"Reflet."
Reflect—the
late October light, the panoply of clouds, the sobbing woman in the library, sorrowing
among the unfelt and unfeeling books instead of being comforted by them.
Reflect—
. Give
back the world around you, what you have absorbed into your depths or caught only
obliquely (glimpse or glimmer) on your silver surface ruffed by wind or wake.
. Consider,
contemplate, muse on . . . and then give back those ponderings to those who might
take them in turn, reflect again (and always differently, a reversed or distorted
or imperfect image) the reflections.
Parallel
tracks in rain-greened grasses catch my eye, the grass as new as in spring in
this advancing fall. The tracks made by
a car or truck or tractor having driven through the orchard of old apricots
with their gnarled trunks, their druid limbs.

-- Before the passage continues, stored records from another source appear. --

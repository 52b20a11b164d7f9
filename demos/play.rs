//! # Play Example
//!
//! Joins one bingo round from the terminal:
//!
//! 1. Connect to the coordinator channel for (room, game, player)
//! 2. Buy a card during the purchase window
//! 3. Print called numbers as they arrive, with the recent-calls strip
//! 4. Claim bingo when the player presses Enter
//! 5. Shut down on Ctrl+C, on winner, or on disconnect
//!
//! ## Running
//!
//! ```sh
//! BINGO_PLAYER_ID=123456 BINGO_LAUNCH_QUERY="room=10&game_id=3" \
//!     BINGO_CARD_ID=42 cargo run --example play
//! ```

use bingo_client::config::DEFAULT_SERVER_URL;
use bingo_client::{BingoClient, BingoConfig, BingoEvent, LaunchParams};
use tokio::io::{AsyncBufReadExt, BufReader};

#[tokio::main]
async fn main() -> Result<(), Box<dyn std::error::Error>> {
    // ── Logging ─────────────────────────────────────────────────────
    tracing_subscriber::fmt()
        .with_env_filter(
            tracing_subscriber::EnvFilter::try_from_default_env()
                .unwrap_or_else(|_| tracing_subscriber::EnvFilter::new("info")),
        )
        .init();

    // ── Configuration ───────────────────────────────────────────────
    let url = std::env::var("BINGO_SERVER_URL").unwrap_or_else(|_| DEFAULT_SERVER_URL.to_string());
    let player_id: i64 = std::env::var("BINGO_PLAYER_ID")
        .unwrap_or_else(|_| "1".to_string())
        .parse()?;
    let query = std::env::var("BINGO_LAUNCH_QUERY").unwrap_or_default();
    let card_id: u32 = std::env::var("BINGO_CARD_ID")
        .unwrap_or_else(|_| "1".to_string())
        .parse()?;

    let launch = LaunchParams::from_query(&query, player_id)?;
    tracing::info!(room = launch.room, game_id = launch.game_id, "joining round");

    // ── Connect ─────────────────────────────────────────────────────
    let (mut client, mut events) = BingoClient::connect(&url, BingoConfig::new(launch)).await?;
    client.purchase(card_id)?;

    let mut stdin = BufReader::new(tokio::io::stdin()).lines();

    // ── Event loop ──────────────────────────────────────────────────
    loop {
        tokio::select! {
            event = events.recv() => {
                let Some(event) = event else { break };
                match event {
                    BingoEvent::CountdownTick { remaining } if remaining % 5 == 0 => {
                        tracing::info!("purchase window: {remaining}s left");
                    }
                    BingoEvent::CardAssigned { card, balance } => {
                        tracing::info!("card {:?} assigned, balance {balance}", card.id);
                        for row in 0..5 {
                            let cells: Vec<String> =
                                card.grid().row(row).map(|c| format!("{:>3}", c.to_string())).collect();
                            println!("{}", cells.join(" "));
                        }
                        println!("Press Enter to claim bingo.");
                    }
                    BingoEvent::NumberCalled { number } => {
                        let recent: Vec<String> = client
                            .snapshot()
                            .recent
                            .iter()
                            .map(ToString::to_string)
                            .collect();
                        println!("called {number}   recent: {}", recent.join(" "));
                    }
                    BingoEvent::Banned => println!("False bingo! You are banned for this round."),
                    BingoEvent::Winner(winner) => {
                        println!("WINNER: {} +{} birr", winner.names, winner.amount_display());
                    }
                    BingoEvent::ServerError { message } => println!("{message}"),
                    BingoEvent::Disconnected { reason } => {
                        tracing::info!(?reason, "disconnected");
                        break;
                    }
                    other => tracing::debug!(?other, "event"),
                }
            }

            line = stdin.next_line() => {
                if let Ok(Some(_)) = line {
                    client.claim_bingo()?;
                }
            }

            _ = tokio::signal::ctrl_c() => {
                tracing::info!("Ctrl+C received, shutting down");
                break;
            }
        }
    }

    client.shutdown().await;
    Ok(())
}
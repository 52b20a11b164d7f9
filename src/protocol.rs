//! Wire-compatible message types for the bingo coordination channel.
//!
//! Every frame is a single UTF-8 JSON object whose `type` field selects the
//! variant. Field names match the coordinator's JSON exactly (`card_id`,
//! `msg`, `names`, ...), so the enums below serialize with an internal
//! `type` tag rather than the adjacent `type`/`data` layout.

use serde::{Deserialize, Serialize};

use crate::card::Grid;

// ── Type aliases ────────────────────────────────────────────────────

/// Identifier of a card in the coordinator's pool (`1..=pool size`).
pub type CardId = u32;

/// Identifier of one round.
pub type GameId = i64;

/// Stable identifier of the connecting player, supplied by the identity provider.
pub type PlayerId = i64;

/// Stake tier of the room the round is played in.
pub type Stake = u32;

// ── Messages ────────────────────────────────────────────────────────

/// Message types sent from client to coordinator.
#[derive(Debug, Clone, PartialEq, Eq, Serialize, Deserialize)]
#[serde(tag = "type", rename_all = "snake_case")]
pub enum ClientMessage {
    /// Ask to own the given card for this round.
    Buy { card_id: CardId },
    /// Claim a win. Arbitration is entirely the coordinator's.
    Bingo,
}

/// Message types sent from coordinator to client.
#[derive(Debug, Clone, PartialEq, Serialize, Deserialize)]
#[serde(tag = "type", rename_all = "snake_case")]
pub enum ServerMessage {
    /// Card assignment confirming a purchase, with the updated balance.
    Card {
        card: Grid,
        balance: f64,
        /// Not every coordinator echoes the id back; the pending purchase
        /// fills the gap when it is absent.
        #[serde(default, skip_serializing_if = "Option::is_none")]
        card_id: Option<CardId>,
    },
    /// Another player now owns this card.
    Taken { card_id: CardId },
    /// A number was called. Kept wide so out-of-range values reach the
    /// ledger instead of failing the whole frame.
    Number { value: i64 },
    /// The local player is disqualified for the rest of the round.
    Banned,
    /// The round is over.
    Winner { names: String, amount: f64 },
    /// Non-fatal error to show to the player.
    Error { msg: String },
}

impl ServerMessage {
    /// Wire name of the variant, for logging.
    pub fn kind(&self) -> &'static str {
        match self {
            Self::Card { .. } => "card",
            Self::Taken { .. } => "taken",
            Self::Number { .. } => "number",
            Self::Banned => "banned",
            Self::Winner { .. } => "winner",
            Self::Error { .. } => "error",
        }
    }
}

#[cfg(test)]
#[allow(
    clippy::unwrap_used,
    clippy::expect_used,
    clippy::panic,
    clippy::todo,
    clippy::unimplemented,
    clippy::indexing_slicing
)]
mod tests {
    use super::*;

    #[test]
    fn buy_serializes_flat_with_type_tag() {
        let json = serde_json::to_value(ClientMessage::Buy { card_id: 42 }).unwrap();
        assert_eq!(json, serde_json::json!({ "type": "buy", "card_id": 42 }));
    }

    #[test]
    fn bingo_serializes_as_bare_tag() {
        let json = serde_json::to_value(ClientMessage::Bingo).unwrap();
        assert_eq!(json, serde_json::json!({ "type": "bingo" }));
    }

    #[test]
    fn unknown_type_is_rejected() {
        let result = serde_json::from_str::<ServerMessage>(r#"{"type":"jackpot"}"#);
        assert!(result.is_err());
    }

    #[test]
    fn kind_matches_wire_tag() {
        let msg = ServerMessage::Error { msg: "nope".into() };
        let json = serde_json::to_value(&msg).unwrap();
        assert_eq!(json["type"], msg.kind());
    }
}
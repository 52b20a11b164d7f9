#![no_main]

use bingo_client::config::LaunchParams;
use bingo_client::protocol::ServerMessage;
use bingo_client::Session;
use libfuzzer_sys::fuzz_target;

// Newline-separated frames go through one session; whatever decodes is
// applied. Intents are interleaved so every path sees arbitrary state.
fuzz_target!(|data: &[u8]| {
    let Ok(text) = std::str::from_utf8(data) else {
        return;
    };
    let Ok(launch) = LaunchParams::new(5, 1, 1) else {
        return;
    };
    let mut session = Session::new(launch);
    for (i, line) in text.lines().enumerate() {
        if let Ok(msg) = serde_json::from_str::<ServerMessage>(line) {
            session.apply(msg);
        }
        match i % 4 {
            0 => {
                let _ = session.purchase(i as u32);
            }
            1 => {
                let _ = session.claim_bingo();
            }
            2 => {
                let _ = session.tick();
            }
            _ => {
                let _ = session.toggle_mark(i % 5, i % 7);
            }
        }

        let snapshot = session.snapshot();
        assert!(snapshot.recent.len() <= 4);
        if let Some(own) = snapshot.card.as_ref().and_then(|card| card.id) {
            assert!(!snapshot.taken.contains(&own));
        }
    }
});
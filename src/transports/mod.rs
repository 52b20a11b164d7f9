//! Concrete [`Transport`](crate::Transport) implementations behind feature gates.
//!
//! | Feature                | Transport              |
//! |------------------------|------------------------|
//! | `transport-websocket`  | [`WebSocketTransport`] |

#[cfg(feature = "transport-websocket")]
pub mod websocket;

#[cfg(feature = "transport-websocket")]
pub use websocket::WebSocketTransport;
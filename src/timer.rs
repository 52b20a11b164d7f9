//! Countdown that closes the purchase window.
//!
//! The timer is driven by ticks alone. It knows nothing about cards or
//! the session phase, and it reports the close exactly once.

/// Ticks in the purchase window unless configured otherwise.
pub const DEFAULT_PURCHASE_TICKS: u32 = 20;

/// Result of advancing the countdown by one tick.
#[derive(Debug, Clone, Copy, PartialEq, Eq)]
pub enum Countdown {
    /// The window is still open with `remaining` ticks left.
    Running { remaining: u32 },
    /// This tick closed the window. Reported once.
    Closed,
    /// The window closed on an earlier tick.
    Expired,
}

#[derive(Debug, Clone)]
pub struct PhaseTimer {
    remaining: u32,
    closed: bool,
}

impl PhaseTimer {
    pub fn new(ticks: u32) -> Self {
        Self {
            remaining: ticks,
            closed: false,
        }
    }

    /// Ticks left before the window closes.
    pub fn remaining(&self) -> u32 {
        self.remaining
    }

    pub fn is_closed(&self) -> bool {
        self.closed
    }

    /// Advance by one tick.
    pub fn tick(&mut self) -> Countdown {
        if self.closed {
            return Countdown::Expired;
        }
        self.remaining = self.remaining.saturating_sub(1);
        if self.remaining == 0 {
            self.closed = true;
            Countdown::Closed
        } else {
            Countdown::Running {
                remaining: self.remaining,
            }
        }
    }
}

impl Default for PhaseTimer {
    fn default() -> Self {
        Self::new(DEFAULT_PURCHASE_TICKS)
    }
}

#[cfg(test)]
#[allow(
    clippy::unwrap_used,
    clippy::expect_used,
    clippy::panic,
    clippy::todo,
    clippy::unimplemented,
    clippy::indexing_slicing
)]
mod tests {
    use super::*;

    #[test]
    fn closes_exactly_once_on_the_twentieth_tick() {
        let mut timer = PhaseTimer::default();
        for tick in 1..DEFAULT_PURCHASE_TICKS {
            assert_eq!(
                timer.tick(),
                Countdown::Running {
                    remaining: DEFAULT_PURCHASE_TICKS - tick
                },
                "tick {tick}"
            );
            assert!(!timer.is_closed());
        }
        assert_eq!(timer.tick(), Countdown::Closed);
        assert!(timer.is_closed());
        assert_eq!(timer.remaining(), 0);

        for _ in 0..5 {
            assert_eq!(timer.tick(), Countdown::Expired);
        }
    }

    #[test]
    fn zero_length_window_closes_on_first_tick() {
        let mut timer = PhaseTimer::new(0);
        assert_eq!(timer.tick(), Countdown::Closed);
        assert_eq!(timer.tick(), Countdown::Expired);
    }
}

I'm reflecting on their quiet journey—what they mean, those steady marks
of passage, where they lead and what they make me feel. Do they lead on, somewhere, or back? Is it a path of hope, or just a set of ruts hard
cast in mud?
I
reflect on the day's inhabitants. A
woman all but paralyzed in a wheelchair, settling at the window with a book,
her helper with another in the armchair behind her. The children in their princess guises, their
animal ears, the fearsome creatures they delight in becoming this day, each
year again, taking the town in broad daylight.
My
own costume is not disguise, but mirror.
Not putting on something I'm not, but reflecting what others are and do.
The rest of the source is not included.